**What this task involves:** Pick out the lines below that include the string "Option".

**Supplied material:**
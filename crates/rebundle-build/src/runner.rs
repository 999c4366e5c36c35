//! Toolchain step execution
//!
//! Steps are opaque external processes. They run one at a time with
//! inherited stdout/stderr, and the first failure stops the sequence.

use crate::error::{BuildError, BuildResult};
use serde::{Deserialize, Serialize};
use std::path::PathBuf;
use std::process::{Command, Stdio};
use std::time::Instant;

/// One external toolchain invocation
#[derive(Debug, Clone, PartialEq, Eq, Serialize, Deserialize)]
pub struct ToolStep {
    /// Step name
    pub name: String,
    /// Program to execute
    pub program: String,
    /// Arguments, passed verbatim
    pub args: Vec<String>,
    /// Working directory (inherits the caller's when unset)
    pub cwd: Option<PathBuf>,
}

impl ToolStep {
    /// Create a step with no arguments
    pub fn new(name: impl Into<String>, program: impl Into<String>) -> Self {
        Self {
            name: name.into(),
            program: program.into(),
            args: Vec::new(),
            cwd: None,
        }
    }

    /// Set arguments
    pub fn with_args<I, A>(mut self, args: I) -> Self
    where
        I: IntoIterator<Item = A>,
        A: Into<String>,
    {
        self.args = args.into_iter().map(Into::into).collect();
        self
    }

    /// Set working directory
    pub fn with_cwd(mut self, cwd: impl Into<PathBuf>) -> Self {
        self.cwd = Some(cwd.into());
        self
    }

    /// Run this step through `launcher`, e.g. `npx tsc -p ...`
    ///
    /// On Windows a bare launcher name gets the `.cmd` shim suffix.
    pub fn launched_via(mut self, launcher: &str) -> Self {
        let program = std::mem::replace(&mut self.program, launcher_program(launcher));
        self.args.insert(0, program);
        self
    }

    /// Command line for log output
    pub fn command_line(&self) -> String {
        std::iter::once(self.program.as_str())
            .chain(self.args.iter().map(String::as_str))
            .collect::<Vec<_>>()
            .join(" ")
    }
}

fn launcher_program(launcher: &str) -> String {
    if cfg!(windows) && !launcher.contains('.') {
        format!("{launcher}.cmd")
    } else {
        launcher.to_string()
    }
}

/// Exit status of a finished step
#[derive(Debug, Clone, Copy, PartialEq, Eq)]
pub struct StepStatus {
    code: Option<i32>,
}

impl StepStatus {
    /// Status with an exit code
    pub fn exited(code: i32) -> Self {
        Self { code: Some(code) }
    }

    /// Status of a process that ended without a code (e.g. killed by a signal)
    pub fn terminated() -> Self {
        Self { code: None }
    }

    pub fn code(&self) -> Option<i32> {
        self.code
    }

    pub fn success(&self) -> bool {
        self.code == Some(0)
    }
}

/// Capability to execute a step and report how it exited
pub trait StepRunner {
    fn run(&mut self, step: &ToolStep) -> BuildResult<StepStatus>;
}

impl<R: StepRunner + ?Sized> StepRunner for &mut R {
    fn run(&mut self, step: &ToolStep) -> BuildResult<StepStatus> {
        (**self).run(step)
    }
}

/// Runs steps as child processes, blocking until each exits
#[derive(Debug, Clone, Copy, Default)]
pub struct ProcessRunner;

impl ProcessRunner {
    pub fn new() -> Self {
        Self
    }
}

impl StepRunner for ProcessRunner {
    fn run(&mut self, step: &ToolStep) -> BuildResult<StepStatus> {
        let mut command = Command::new(&step.program);
        command
            .args(&step.args)
            .stdin(Stdio::null())
            .stdout(Stdio::inherit())
            .stderr(Stdio::inherit());

        if let Some(cwd) = &step.cwd {
            command.current_dir(cwd);
        }

        let status = command.status().map_err(|e| BuildError::StepSpawn {
            step: step.name.clone(),
            error: e,
        })?;

        Ok(match status.code() {
            Some(code) => StepStatus::exited(code),
            None => StepStatus::terminated(),
        })
    }
}

/// Run `steps` in order, stopping at the first failure
///
/// Returns the number of steps that ran, all of which succeeded.
pub fn run_steps<R: StepRunner + ?Sized>(runner: &mut R, steps: &[ToolStep]) -> BuildResult<usize> {
    for (index, step) in steps.iter().enumerate() {
        tracing::info!(
            step = %step.name,
            "running [{}/{}]: {}",
            index + 1,
            steps.len(),
            step.command_line()
        );

        let start = Instant::now();
        let status = runner.run(step)?;

        if !status.success() {
            tracing::error!(step = %step.name, code = ?status.code(), "step failed");
            return Err(BuildError::step_failed(&step.name, status.code()));
        }

        tracing::debug!(
            step = %step.name,
            "completed in {:.2}s",
            start.elapsed().as_secs_f64()
        );
    }

    Ok(steps.len())
}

**Solution to this task:**
    pub cwd: Option<PathBuf>,
    code: Option<i32>,
    pub fn code(&self) -> Option<i32> {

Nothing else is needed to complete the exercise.